(Source records)
Start of Block

//
// Copyright (c) 2023 ZettaScale Technology
//
// This program and the accompanying materials are made available under the
// terms of the Eclipse Public License 2.0 which is available at
// http://www.eclipse.org/legal/epl-2.0, or the Apache License, Version 2.0
// which is available at https://www.apache.org/licenses/LICENSE-2.0.
//
// SPDX-License-Identifier: EPL-2.0 OR Apache-2.0
//
// Contributors:
//   ZettaScale Zenoh Team, <zenoh@zettascale.tech>
//

//! Configuration for keyspace.
//!
//! A [`Config`] is usually read from a json5 file, either explicitly with [`Config::from_file`]
//! or through the file named by the `KEYSPACE_CONFIG` environment variable with [`Config::from_env`].
//! Every field is optional, missing ones take the values found in [`defaults`]:
//!
//! ```json5
//! {
//!   parameters: {
//!     // "reject" or "last_wins"
//!     duplicates: "reject",
//!   },
//!   selector: {
//!     autocanonize: true,
//!   },
//! }
//! ```
pub mod defaults;

use std::{fmt, path::Path};

use keyspace_result::{bail, zerror, ZResult};
use serde::{Deserialize, Serialize};

/// What to do when a parameters string names the same parameter more than once.
#[derive(Debug, Clone, Copy, PartialEq, Eq, Hash, Serialize, Deserialize)]
#[serde(rename_all = "snake_case")]
pub enum DuplicatePolicy {
    /// Fail with a duplicate name error.
    Reject,
    /// Keep the value of the last occurrence.
    LastWins,
}

impl Default for DuplicatePolicy {
    fn default() -> Self {
        defaults::parameters::duplicates
    }
}

fn default_autocanonize() -> bool {
    defaults::selector::autocanonize
}

/// Controls how parameters strings are parsed.
#[derive(Debug, Clone, Default, PartialEq, Eq, Serialize, Deserialize)]
#[serde(deny_unknown_fields)]
pub struct ParametersConfig {
    #[serde(default)]
    duplicates: DuplicatePolicy,
}

impl ParametersConfig {
    pub fn duplicates(&self) -> DuplicatePolicy {
        self.duplicates
    }

    pub fn set_duplicates(&mut self, duplicates: DuplicatePolicy) -> &mut Self {
        self.duplicates = duplicates;
        self
    }
}

/// Controls how selectors are parsed.
#[derive(Debug, Clone, PartialEq, Eq, Serialize, Deserialize)]
#[serde(deny_unknown_fields)]
pub struct SelectorConfig {
    #[serde(default = "default_autocanonize")]
    autocanonize: bool,
    #[serde(skip)]
    parameters: ParametersConfig,
}

impl Default for SelectorConfig {
    fn default() -> Self {
        SelectorConfig {
            autocanonize: default_autocanonize(),
            parameters: ParametersConfig::default(),
        }
    }
}

impl SelectorConfig {
    /// Whether the key expression part of a selector is canonized before validation.
    pub fn autocanonize(&self) -> bool {
        self.autocanonize
    }

    pub fn set_autocanonize(&mut self, autocanonize: bool) -> &mut Self {
        self.autocanonize = autocanonize;
        self
    }

    /// The rules applied to the parameters part of a selector.
    pub fn parameters(&self) -> &ParametersConfig {
        &self.parameters
    }

    pub fn set_parameters(&mut self, parameters: ParametersConfig) -> &mut Self {
        self.parameters = parameters;
        self
    }
}

#[derive(Debug, Clone, Default, PartialEq, Eq, Serialize, Deserialize)]
#[serde(deny_unknown_fields)]
pub struct Config {
    #[serde(default)]
    parameters: ParametersConfig,
    #[serde(default)]
    selector: SelectorConfig,
}

impl Config {
    pub fn parameters(&self) -> &ParametersConfig {
        &self.parameters
    }

    /// The selector rules, with the top level `parameters` section applied to the selectors' parameters.
    pub fn selector(&self) -> SelectorConfig {
        let mut selector = self.selector.clone();
        selector.set_parameters(self.parameters.clone());
        selector
    }

    pub fn from_deserializer<'d, D: serde::Deserializer<'d>>(d: D) -> Result<Self, D::Error> {
        Config::deserialize(d)
    }

    pub fn from_json5(content: &str) -> ZResult<Self> {
        let mut d = json5::Deserializer::from_str(content)
            .map_err(|e| zerror!("JSON5 parsing error: {}", e))?;
        Config::from_deserializer(&mut d)
            .map_err(|e| zerror!("Invalid configuration: {}", e).into())
    }

    pub fn from_env() -> ZResult<Self> {
        let path = std::env::var(defaults::ENV)
            .map_err(|e| zerror!("Invalid ENV variable ({}): {}", defaults::ENV, e))?;
        Self::from_file(path.as_str())
    }

    pub fn from_file<P: AsRef<Path>>(path: P) -> ZResult<Self> {
        let path = path.as_ref();
        Self::_from_file(path)
    }

    fn _from_file(path: &Path) -> ZResult<Config> {
        let content = match std::fs::read_to_string(path) {
            Ok(content) => content,
            Err(e) => bail!("Couldn't open file {}: {}", path.display(), e),
        };
        match path.extension().and_then(|s| s.to_str()) {
            Some("json") | Some("json5") => {
                let config = Self::from_json5(&content)?;
                tracing::debug!("Loaded configuration from {}: {}", path.display(), config);
                Ok(config)
            }
            Some(other) => bail!(
                "Unsupported file type '.{}' (.json and .json5 are supported)",
                other
            ),
            None => bail!(
                "Unsupported file type. Configuration files must have an extension (.json and .json5 supported)"
            ),
        }
    }

    /// Sets the value found at `key` (a `/`-separated path such as `parameters/duplicates`) from its json5 representation.
    pub fn insert_json5(&mut self, key: &str, value: &str) -> ZResult<()> {
        fn parse<'a, T: Deserialize<'a>>(key: &str, value: &'a str) -> ZResult<T> {
            json5::from_str(value)
                .map_err(|e| zerror!("Invalid value for `{}`: {}", key, e).into())
        }
        match key.trim_matches('/') {
            "parameters" => self.parameters = parse(key, value)?,
            "parameters/duplicates" => self.parameters.duplicates = parse(key, value)?,
            "selector" => self.selector = parse(key, value)?,
            "selector/autocanonize" => self.selector.autocanonize = parse(key, value)?,
            other => bail!("Unknown configuration key `{}`", other),
        }
        Ok(())
    }
}

impl fmt::Display for Config {
    fn fmt(&self, f: &mut fmt::Formatter<'_>) -> fmt::Result {
        let json = serde_json::to_string(self).map_err(|_| fmt::Error)?;
        f.write_str(&json)
    }
}

#[test]
fn config_deser() {
    let config = Config::from_deserializer(
        &mut json5::Deserializer::from_str(
            r#"{
        parameters: {
          duplicates: "last_wins",
        },
      }"#,
        )
        .unwrap(),
    )
    .unwrap();
    assert_eq!(config.parameters().duplicates(), DuplicatePolicy::LastWins);
    assert!(config.selector().autocanonize());
    assert_eq!(
        config.selector().parameters().duplicates(),
        DuplicatePolicy::LastWins
    );

    let config = Config::from_json5(r#"{ selector: { autocanonize: false } }"#).unwrap();
    assert!(!config.selector().autocanonize());
    assert_eq!(config.parameters().duplicates(), DuplicatePolicy::Reject);

    assert_eq!(Config::from_json5("{}").unwrap(), Config::default());
    assert!(Config::from_json5(r#"{ parameters: { duplicates: "first_wins" } }"#).is_err());
    assert!(Config::from_json5(r#"{ selectors: {} }"#).is_err());
    assert!(Config::from_json5("{").is_err());
}

#[test]
fn config_insert_json5() {
    let mut config = Config::default();
    config
        .insert_json5("parameters/duplicates", r#""last_wins""#)
        .unwrap();
    config.insert_json5("/selector/autocanonize/", "false").unwrap();
    assert_eq!(config.parameters().duplicates(), DuplicatePolicy::LastWins);
    assert!(!config.selector().autocanonize());
    assert!(config.insert_json5("selector/autocanonize", "\"yes\"").is_err());
    assert!(config.insert_json5("transport", "{}").is_err());

    let displayed = config.to_string();
    let reparsed = Config::from_json5(&displayed).unwrap();
    assert_eq!(reparsed, config);
}

#[test]
fn config_from_file_and_env() {
    let dir = std::env::temp_dir().join(format!("keyspace-config-{}", std::process::id()));
    std::fs::create_dir_all(&dir).unwrap();
    let path = dir.join("keyspace.json5");
    std::fs::write(
        &path,
        "// comments are allowed\n{ parameters: { duplicates: 'last_wins' } }",
    )
    .unwrap();

    let config = Config::from_file(&path).unwrap();
    assert_eq!(config.parameters().duplicates(), DuplicatePolicy::LastWins);

    std::env::set_var(defaults::ENV, &path);
    assert_eq!(Config::from_env().unwrap(), config);
    std::env::remove_var(defaults::ENV);
    assert!(Config::from_env().is_err());

    let yaml = dir.join("keyspace.yaml");
    std::fs::write(&yaml, "parameters: {}").unwrap();
    assert!(Config::from_file(&yaml).is_err());
    assert!(Config::from_file(dir.join("missing.json5")).is_err());
    std::fs::remove_dir_all(&dir).unwrap();
}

End of Block

WHAT TO PRODUCE: Whenever a line of the records above contains the word "false", it counts toward the total; give that total alone.

SOLUTION: 2